If the defendant makes a prima facie showing, then the burden of production "shifts to the plaintiff . . . to show that a triable issue of one or more material facts exists as to the cause of action or a defense thereto." (§ 437c, subd. (p)(2).) Specifically, where the defendant raises an affirmative defense, "the burden shifts to the plaintiff to show there is one or more triable issues of material fact regarding the defense after the defendant meets the burden of establishing all the elements of the affirmative defense." (Jessen v. Mentor Corp. (2008) 158 Cal.App.4th 1480, 1484; see Vahle v. Barwick (2001) 93 Cal.App.4th 1323, 1328 ["The plaintiff need not produce any evidence until the defendant has established every element of his or her defense."].) "The plaintiff . . . shall not rely upon the allegations or denials of its pleadings to show that a triable issue of material fact exists but, instead, shall set forth the specific facts showing that a triable issue of material fact exists as to the cause of action or a defense thereto." (§ 437c, subd. (p)(2); accord, Aguilar, supra, at p. 849.) "There is a triable issue of material fact if, and only if, the evidence would allow a reasonable trier of fact to find the underlying fact in favor of the party opposing the motion in accordance with the applicable standard of proof." (Aguilar, supra, at p. 850, fn. omitted.)

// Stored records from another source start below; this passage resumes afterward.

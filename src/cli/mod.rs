//! Command-line interface implementation
//!
//! This module provides the CLI entry point and dispatches to submodules
//! for specific command implementations.

mod build;
mod decompose;
mod deploy;
mod info;

use clap::{Parser, Subcommand};
use std::path::{Path, PathBuf};
use std::process::ExitCode;
use tracing_subscriber::EnvFilter;

use crate::config::{merge_cli_overrides, CliOverrides};
use crate::project::Project;

pub(crate) const EXIT_SUCCESS: u8 = 0;
pub(crate) const EXIT_ERROR: u8 = 1;

/// Packsmith - build multi-version resource packs from one shared asset tree
#[derive(Parser)]
#[command(name = "packsmith")]
#[command(about = "Packsmith - build multi-version resource packs from one shared asset tree")]
#[command(version)]
pub struct Cli {
    /// Path to packsmith.toml (default: search upwards from the current directory)
    #[arg(long, global = true)]
    pub config: Option<PathBuf>,

    /// Verbose logging
    #[arg(short, long, global = true)]
    pub verbose: bool,

    #[command(subcommand)]
    pub command: Commands,
}

#[derive(Subcommand)]
pub enum Commands {
    /// Build and package one profile, or all of them
    Build {
        /// Profile id or "all"
        #[arg(default_value = "all")]
        profile: String,
    },

    /// Watch sources and rebuild affected profiles on change
    Watch {
        /// Profile id or "all"
        #[arg(default_value = "all")]
        profile: String,

        /// Do not deploy after rebuilding
        #[arg(long)]
        no_deploy: bool,

        /// Debounce window in milliseconds
        #[arg(long, value_name = "MS")]
        debounce: Option<u64>,
    },

    /// Copy built artifacts to their deploy targets
    Deploy {
        /// Profile id or "all"
        #[arg(default_value = "all")]
        profile: String,
    },

    /// List configured profiles
    List,

    /// Show build and deploy state per profile
    Status,

    /// Slice a grid atlas back into per-texture images
    Decompose {
        /// Atlas image (e.g. terrain.png)
        atlas: PathBuf,

        /// Coordinate map (default: built-in table chosen by file name)
        #[arg(long)]
        map: Option<PathBuf>,

        /// Output directory (default: next to the atlas, named after it)
        #[arg(short, long)]
        out: Option<PathBuf>,

        /// Only report the detected grid
        #[arg(long)]
        detect_only: bool,

        /// Overwrite existing images
        #[arg(long)]
        force: bool,
    },
}

/// Initialise the tracing subscriber.
///
/// `RUST_LOG` wins when set; otherwise `-v` selects debug output.
pub fn init_tracing(verbose: bool) {
    let default = if verbose { "packsmith=debug" } else { "packsmith=warn" };
    let filter = EnvFilter::try_from_default_env().unwrap_or_else(|_| EnvFilter::new(default));
    // A second init (tests, embedding) keeps the first subscriber
    let _ = tracing_subscriber::fmt().with_env_filter(filter).with_target(false).try_init();
}

/// Load the project, reporting failures to stderr.
pub(crate) fn load_project(config: Option<&Path>, overrides: &CliOverrides) -> Option<Project> {
    match Project::load(config) {
        Ok(mut project) => {
            merge_cli_overrides(project.config_mut(), overrides);
            Some(project)
        }
        Err(e) => {
            eprintln!("Error loading config: {}", e);
            None
        }
    }
}

/// Run the CLI application
pub fn run() -> ExitCode {
    let cli = Cli::parse();
    init_tracing(cli.verbose);
    let config = cli.config.as_deref();

    match cli.command {
        Commands::Build { profile } => build::run_build(config, &profile),
        Commands::Watch { profile, no_deploy, debounce } => {
            build::run_watch(config, &profile, no_deploy, debounce)
        }
        Commands::Deploy { profile } => deploy::run_deploy(config, &profile),
        Commands::List => info::run_list(config),
        Commands::Status => info::run_status(config),
        Commands::Decompose { atlas, map, out, detect_only, force } => {
            decompose::run_decompose(&atlas, map.as_deref(), out.as_deref(), detect_only, force)
        }
    }
}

"[F]rom commencement to conclusion, the party moving for summary judgment bears the burden of persuasion that there is no triable issue of material fact and that he is entitled to judgment as a matter of law." (Aguilar, supra, 25 Cal.4th at p. 850, fn. omitted.)

Whereas a burden of production entails only the presentation of evidence, a burden of persuasion entails the establishment of a requisite degree of belief by way of such evidence. (Aguilar, supra, 25 Cal.4th at p. 850.)

II. Standard of review

"When reviewing the grant of a motion for summary judgment or summary adjudication, we independently consider whether a triable issue of material fact exists and whether the moving party is entitled to summary judgment or adjudication as a matter of law." (Haney v. Aramark Uniform Services, Inc. (2004) 121 Cal.App.4th 623, 631, fn. omitted.) "In other words, we must assume the role of the trial court and reassess the merits of the motion. [Citation.] In doing so, we will consider only the facts properly before the trial court at the time it ruled on the motion. [Citation.]" (Brantley v. Pisaro (1996) 42 Cal.App.4th 1591, 1601.)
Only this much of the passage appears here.